TASK BRIEF:
The answer must consist of every line in the data below that holds the word "settle".

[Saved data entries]

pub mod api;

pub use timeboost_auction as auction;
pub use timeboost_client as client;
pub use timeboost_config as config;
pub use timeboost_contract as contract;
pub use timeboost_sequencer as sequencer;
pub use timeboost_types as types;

...

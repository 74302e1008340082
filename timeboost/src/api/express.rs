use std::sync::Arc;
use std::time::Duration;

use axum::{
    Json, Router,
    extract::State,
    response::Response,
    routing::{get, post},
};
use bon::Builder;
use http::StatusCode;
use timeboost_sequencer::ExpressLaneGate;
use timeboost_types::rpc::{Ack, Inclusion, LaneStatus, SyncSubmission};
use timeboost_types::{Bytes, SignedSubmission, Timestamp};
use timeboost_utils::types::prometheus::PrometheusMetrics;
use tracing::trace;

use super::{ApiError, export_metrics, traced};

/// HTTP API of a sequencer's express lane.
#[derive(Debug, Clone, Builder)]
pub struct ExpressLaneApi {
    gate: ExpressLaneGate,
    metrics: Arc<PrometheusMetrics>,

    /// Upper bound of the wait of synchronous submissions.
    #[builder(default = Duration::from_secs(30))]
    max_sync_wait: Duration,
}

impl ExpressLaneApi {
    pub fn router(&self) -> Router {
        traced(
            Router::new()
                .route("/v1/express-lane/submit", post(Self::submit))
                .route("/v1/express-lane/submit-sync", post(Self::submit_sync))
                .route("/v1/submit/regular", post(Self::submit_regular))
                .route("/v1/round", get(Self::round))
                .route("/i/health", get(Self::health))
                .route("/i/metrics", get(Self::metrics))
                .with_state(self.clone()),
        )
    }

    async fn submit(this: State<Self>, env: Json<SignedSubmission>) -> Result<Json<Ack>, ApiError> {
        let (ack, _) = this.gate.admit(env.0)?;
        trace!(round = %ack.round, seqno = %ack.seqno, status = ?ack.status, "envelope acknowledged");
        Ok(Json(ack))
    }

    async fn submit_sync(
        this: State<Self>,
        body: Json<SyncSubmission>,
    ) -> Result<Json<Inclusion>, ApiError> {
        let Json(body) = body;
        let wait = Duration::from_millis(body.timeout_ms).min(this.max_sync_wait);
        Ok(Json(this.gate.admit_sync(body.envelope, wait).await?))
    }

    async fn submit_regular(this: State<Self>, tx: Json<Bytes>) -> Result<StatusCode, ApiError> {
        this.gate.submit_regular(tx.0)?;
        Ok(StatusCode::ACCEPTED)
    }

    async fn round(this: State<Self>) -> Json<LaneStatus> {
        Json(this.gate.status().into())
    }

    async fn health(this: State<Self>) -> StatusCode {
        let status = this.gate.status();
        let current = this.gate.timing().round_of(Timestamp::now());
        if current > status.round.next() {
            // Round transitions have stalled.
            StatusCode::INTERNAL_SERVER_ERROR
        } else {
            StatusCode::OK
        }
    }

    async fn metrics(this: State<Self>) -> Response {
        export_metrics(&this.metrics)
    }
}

--

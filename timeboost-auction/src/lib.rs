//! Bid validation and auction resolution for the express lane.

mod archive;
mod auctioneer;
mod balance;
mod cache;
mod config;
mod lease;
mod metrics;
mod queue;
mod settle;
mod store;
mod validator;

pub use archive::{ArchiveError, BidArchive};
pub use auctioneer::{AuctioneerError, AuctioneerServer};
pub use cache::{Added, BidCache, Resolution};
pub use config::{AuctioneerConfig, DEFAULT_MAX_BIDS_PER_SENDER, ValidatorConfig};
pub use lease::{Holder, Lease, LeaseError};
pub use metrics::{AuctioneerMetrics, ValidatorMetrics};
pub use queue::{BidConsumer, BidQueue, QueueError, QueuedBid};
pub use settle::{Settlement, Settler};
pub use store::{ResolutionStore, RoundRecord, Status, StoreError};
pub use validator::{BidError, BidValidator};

COMPLETED TASK:
mod settle;
pub use settle::{Settlement, Settler};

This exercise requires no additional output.